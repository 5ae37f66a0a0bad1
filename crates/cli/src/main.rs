//! AFKWarden CLI — the main entry point.
//!
//! Commands:
//! - `run`     — Start the full control plane (agent, console, gateway)
//! - `command` — Preview a command offline, without a live agent

use clap::{Parser, Subcommand};
use std::path::PathBuf;

mod commands;

#[derive(Parser)]
#[command(
    name = "afkwarden",
    about = "AFKWarden — control plane for a long-running presence agent",
    version,
    author
)]
struct Cli {
    #[command(subcommand)]
    command: Commands,

    /// Enable verbose logging
    #[arg(short, long, global = true)]
    verbose: bool,
}

#[derive(Subcommand)]
enum Commands {
    /// Start the control plane
    Run {
        /// Override the gateway port
        #[arg(short, long)]
        port: Option<u16>,

        /// Use a specific config file
        #[arg(short, long)]
        config: Option<PathBuf>,
    },

    /// Preview how a command would be dispatched, without a live agent
    Command {
        /// The raw command text (lists the command table when omitted)
        text: Vec<String>,
    },
}

#[tokio::main]
async fn main() -> anyhow::Result<()> {
    let cli = Cli::parse();

    // Initialize tracing
    let filter = if cli.verbose { "debug" } else { "info" };
    tracing_subscriber::fmt()
        .with_env_filter(
            tracing_subscriber::EnvFilter::try_from_default_env()
                .unwrap_or_else(|_| tracing_subscriber::EnvFilter::new(filter)),
        )
        .with_target(false)
        .init();

    match cli.command {
        Commands::Run { port, config } => commands::run::run(port, config).await?,
        Commands::Command { text } => commands::command::run(text.join(" ")).await?,
    }

    Ok(())
}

**Exercise aim**: Extract the listing in its entirety, matching it exactly.

**Answer space**:
repository 5ae37f66a0a0bad1
filename crates/cli/src/main.rs
//! AFKWarden CLI — the main entry point.
//!
//! Commands:
//! - `run`     — Start the full control plane (agent, console, gateway)
//! - `command` — Preview a command offline, without a live agent

use clap::{Parser, Subcommand};
use std::path::PathBuf;

mod commands;

#[derive(Parser)]
#[command(
    name = "afkwarden",
    about = "AFKWarden — control plane for a long-running presence agent",
    version,
    author
)]
struct Cli {
    #[command(subcommand)]
    command: Commands,

    /// Enable verbose logging
    #[arg(short, long, global = true)]
    verbose: bool,
}

#[derive(Subcommand)]
enum Commands {
    /// Start the control plane
    Run {
        /// Override the gateway port
        #[arg(short, long)]
        port: Option<u16>,

        /// Use a specific config file
        #[arg(short, long)]
        config: Option<PathBuf>,
    },

    /// Preview how a command would be dispatched, without a live agent
    Command {
        /// The raw command text (lists the command table when omitted)
        text: Vec<String>,
    },
}

#[tokio::main]
async fn main() -> anyhow::Result<()> {
    let cli = Cli::parse();

    // Initialize tracing
    let filter = if cli.verbose { "debug" } else { "info" };
    tracing_subscriber::fmt()
        .with_env_filter(
            tracing_subscriber::EnvFilter::try_from_default_env()
                .unwrap_or_else(|_| tracing_subscriber::EnvFilter::new(filter)),
        )
        .with_target(false)
        .init();

    match cli.command {
        Commands::Run { port, config } => commands::run::run(port, config).await?,
        Commands::Command { text } => commands::command::run(text.join(" ")).await?,
    }

    Ok(())
}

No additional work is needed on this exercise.